Fog: Respiratory Relief Unlike smog, fog may actually benefit people with respiratory problems by cleaning the air. The most beneficial type of morning fog for this effect is known as "radiation fog," which forms when skies are clear and the atmosphere is stable. As the sun rises and evaporates water droplets, dirt and dust particles in the air fall to the ground.
Your nose, mouth, throat and upper airways are naturally efficient at filtering, says Dr. Raymond Casciari, chief medical officer of St. Joseph Hospital in Orange, Calif. But small particles can still reach the alveoli, the tiny air sacs in your lungs, and cause damage. By clearing those particles from the air, he says, "fog can be a beneficial situation."
Storms: Depression Link The sharp drops in barometric pressure that typically occur before a storm may increase the risk of depression symptoms in some individuals, especially those prone to seasonal affective disorder, according to research from a University of Barcelona team. In fact, their study suggests the condition may be more closely related to weather conditions than regular seasonal changes.
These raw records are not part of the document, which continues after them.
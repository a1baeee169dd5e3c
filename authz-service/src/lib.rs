//! authz-service: authorization and credential-token subsystem for the
//! multi-tenant vendor platform.
//!
//! Turns an inbound bearer credential into a verified identity, decides
//! whether that identity may act against a specific tenant, and issues and
//! validates the three bearer-token schemes (session, invitation, password
//! reset). Persistence, routing and delivery concerns stay behind the seams
//! in [`stores`].

pub mod config;
pub mod middleware;
pub mod models;
pub mod services;
pub mod stores;
pub mod utils;

use std::sync::Arc;

use crate::config::AuthzConfig;
use crate::services::{
    AccountService, InvitationTokenService, JwtSessionVerifier, ResetTokenService,
    SessionTokenService,
};
use crate::stores::{IdentityStore, MembershipStore, TenantStore};

/// Shared state handed to middleware and handlers.
#[derive(Clone)]
pub struct AppState {
    pub config: AuthzConfig,
    pub identities: Arc<dyn IdentityStore>,
    pub tenants: Arc<dyn TenantStore>,
    pub memberships: Arc<dyn MembershipStore>,
    pub sessions: Arc<dyn SessionTokenService>,
    pub invitation_tokens: InvitationTokenService,
    pub reset_tokens: ResetTokenService,
}

impl AppState {
    /// Wire the default token services from configuration over injected
    /// stores.
    pub fn new(
        config: AuthzConfig,
        identities: Arc<dyn IdentityStore>,
        tenants: Arc<dyn TenantStore>,
        memberships: Arc<dyn MembershipStore>,
    ) -> Self {
        let sessions: Arc<dyn SessionTokenService> =
            Arc::new(JwtSessionVerifier::new(&config.session));
        let invitation_tokens = InvitationTokenService::new(config.secrets.invitation_key.clone());
        let reset_tokens = ResetTokenService::new(
            config.secrets.reset_key.clone(),
            config.secrets.reset_token_ttl_minutes,
        );

        Self {
            config,
            identities,
            tenants,
            memberships,
            sessions,
            invitation_tokens,
            reset_tokens,
        }
    }

    /// Account flows built over this state's stores and codecs.
    pub fn account_service(&self) -> AccountService {
        AccountService::new(
            self.identities.clone(),
            self.memberships.clone(),
            self.invitation_tokens.clone(),
            self.reset_tokens.clone(),
        )
    }
}
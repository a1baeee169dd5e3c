use chrono::{Duration, Utc};
use jsonwebtoken::{decode, encode, Algorithm, DecodingKey, EncodingKey, Header, Validation};
use serde::{Deserialize, Serialize};
use uuid::Uuid;

use crate::config::SessionConfig;
use crate::models::{Role, SessionClaims};

use super::error::ServiceError;

/// Verification seam for session bearer credentials.
///
/// Issuance lives with the login surface; the authorization layer only
/// depends on this contract. Verification is a pure check, no I/O.
pub trait SessionTokenService: Send + Sync {
    fn verify(&self, token: &str) -> Result<SessionClaims, ServiceError>;
}

/// Wire-level JWT claims for session tokens.
#[derive(Debug, Serialize, Deserialize)]
struct SessionTokenClaims {
    /// Subject (user ID)
    sub: String,
    /// Global role snapshot at issuance
    role: Role,
    /// Expiration time (Unix timestamp)
    exp: i64,
    /// Issued at (Unix timestamp)
    iat: i64,
}

/// Default [`SessionTokenService`] backed by HS256 JWTs.
#[derive(Clone)]
pub struct JwtSessionVerifier {
    encoding_key: EncodingKey,
    decoding_key: DecodingKey,
    expiry_minutes: i64,
}

impl JwtSessionVerifier {
    pub fn new(config: &SessionConfig) -> Self {
        Self {
            encoding_key: EncodingKey::from_secret(config.secret.as_bytes()),
            decoding_key: DecodingKey::from_secret(config.secret.as_bytes()),
            expiry_minutes: config.expiry_minutes,
        }
    }

    /// Mint a session token. Exposed for login flows and tests.
    pub fn issue(&self, user_id: Uuid, role: Role) -> Result<String, ServiceError> {
        let now = Utc::now();
        let exp = now + Duration::minutes(self.expiry_minutes);

        let claims = SessionTokenClaims {
            sub: user_id.to_string(),
            role,
            exp: exp.timestamp(),
            iat: now.timestamp(),
        };

        encode(&Header::new(Algorithm::HS256), &claims, &self.encoding_key).map_err(|e| {
            ServiceError::Internal(anyhow::anyhow!("Failed to encode session token: {}", e))
        })
    }
}

impl SessionTokenService for JwtSessionVerifier {
    fn verify(&self, token: &str) -> Result<SessionClaims, ServiceError> {
        let data = decode::<SessionTokenClaims>(
            token,
            &self.decoding_key,
            &Validation::new(Algorithm::HS256),
        )
        .map_err(|_| ServiceError::TokenInvalid)?;

        let user_id: Uuid = data
            .claims
            .sub
            .parse()
            .map_err(|_| ServiceError::TokenInvalid)?;

        Ok(SessionClaims {
            user_id,
            role: data.claims.role,
            expiry: data.claims.exp,
        })
    }
}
A separate study conducted by University of Louisville researchers and published in the Canadian Journal of Psychiatry linked low barometric pressure to an increase in emergency psychiatric visits, particularly those related to violent acts.
"When weather creates mood changes, the goal is to figure out how to improve the moment," says Lisa Bahar, a licensed professional clinical counselor in Orange County, Calif. She suggests using imagery to get through a storm-related crisis: Imagine a calming, beautiful environment, maybe with the help of meditation recordings. Or distract yourself by going to a movie, reading a book or listening to music. "The key," Bahar says, "is to find a distraction from the depressive feeling," sparking a shift to a more content state of mind.
Cold: Arthritis Aggravation People with rheumatoid arthritis often experience flare-ups of achy joints during cold weather, a symptom confirmed in a recent study by Spanish scientists. They found that patients between ages 50 and 65 who visited an emergency room due to rheumatoid arthritis-related complaints between 2004 and 2007 found that they were 16 percent more likely to experience flare-ups in cold temperatures.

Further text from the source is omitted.